Norman Stockbridge, director of the Division of Cardiology and Nephrology in the FDA’s Center for Drug Evaluation and Research, stated, “The approval of Oxlumo represents a great triumph of community involvement to address a rare disease. It is a result of input from patients, treating physicians, experts and sponsors at a patient-focused drug development meeting and through other collaborative efforts.”

Oxlumo decreases oxalate production. It is an RNA interference (RNAi) therapeutic. It works by degrading HAO1 mRNA and decreasing the synthesis of glycolate oxidase (GO), an enzyme upstream of the disease-causing defect in PH1.

In the ILLUMINATE-B pediatric Phase III trial, the drug demonstrated an efficacy and safety profile consistent to that in the ILLUMINATE-A trial in patients ages six and older with relatively preserved renal function and a documented diagnosis of PH1. The ILLUMINATE-A trial evaluated 39 patients who were randomized 2:1 to receive three monthly doses of Oxlumo or placebo followed by a quarterly dosing schedule.
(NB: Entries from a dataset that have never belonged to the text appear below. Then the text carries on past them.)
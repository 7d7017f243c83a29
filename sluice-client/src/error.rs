//! Error types for the sluice clients

use thiserror::Error;

/// Result type alias for client operations
pub type Result<T> = std::result::Result<T, ClientError>;

/// Error codes the services use to signal rate limiting
const THROTTLING_CODES: &[&str] = &[
    "ThrottlingException",
    "TooManyRequestsException",
    "RequestLimitExceeded",
    "SlowDown",
];

/// Errors that can occur when talking to the control plane or object store
#[derive(Debug, Error)]
pub enum ClientError {
    /// HTTP request failed before a response arrived
    #[error("HTTP request failed")]
    RequestFailed(#[from] reqwest::Error),

    /// Service returned an error status code
    #[error("API error (status {status}, code {code}): {message}")]
    ApiError {
        /// HTTP status code
        status: u16,
        /// Service error code, e.g. `ValidationException`
        code: String,
        /// Error message from the service
        message: String,
    },

    /// Service asked us to slow down
    #[error("request throttled: {message}")]
    Throttled { message: String },

    /// Failed to parse response
    #[error("Failed to parse response: {0}")]
    ParseError(String),

    /// Resource not found
    #[error("Resource not found: {0}")]
    NotFound(String),

    /// Invalid request
    #[error("Invalid request: {0}")]
    InvalidRequest(String),
}

impl ClientError {
    /// Classifies an error response by status and service error code
    pub fn from_response(status: u16, code: impl Into<String>, message: impl Into<String>) -> Self {
        let code = code.into();
        let message = message.into();

        if status == 429 || THROTTLING_CODES.contains(&code.as_str()) {
            return Self::Throttled { message };
        }
        if status == 404 {
            return Self::NotFound(message);
        }

        Self::ApiError {
            status,
            code,
            message,
        }
    }

    /// Check if this error means the caller should back off and retry
    pub fn is_throttling(&self) -> bool {
        matches!(self, Self::Throttled { .. })
    }

    /// Check if this error is a "not found" error
    pub fn is_not_found(&self) -> bool {
        matches!(self, Self::NotFound(_)) || matches!(self, Self::ApiError { status: 404, .. })
    }
}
The drug hit the primary endpoint, percent change in 24-hour urinary oxalate. It demonstrated a 65% mean reduction in urinary oxalate relative to baseline compared to 12% in the placebo arm. This mean treatment difference was 53%. It also hit statistically significant results for all six secondary endpoints.

The company expects to have the drug available for physicians and patients in the U.S. by the end of the year. The drug was reviewed by the FDA under Priority Review. It had previously received Breakthrough Therapy, Orphan Drug, and Rare Pediatric Disease Designations.

In addition to the approval, the FDA granted Alnylam a pediatric rare disease priority voucher. This entitles Alnylam to designate a single New Drug Application (NDA) to qualify for priority review in the future. In some cases, companies sell these vouchers to other companies, depending on their priorities—early review or cash.

“The approval of Oxlumo is a further testament to the impact RNAi therapeutics can have in transforming the treatment of severe, life-threatening diseases like PHA1,” said Akshay Vaishnaw, president of R&D for Alnylam. “Results from the ILLUMINATE-A and ILLUMINATE-B studies demonstrate that Oxlumo addresses the underlying pathophysiology of PH1 in adults, children and infants, and we believe this newly approved medicine has the potential to change the course of this disease.”

Oxlumo is the third therapy of Alnylam’s to be approved by the FDA in less than three years. Vaishnaw notes that it puts the company in position to meet or exceed its Alnylam 2020 strategy and goals and emphasizes the productivity of the company’s RNAi platform.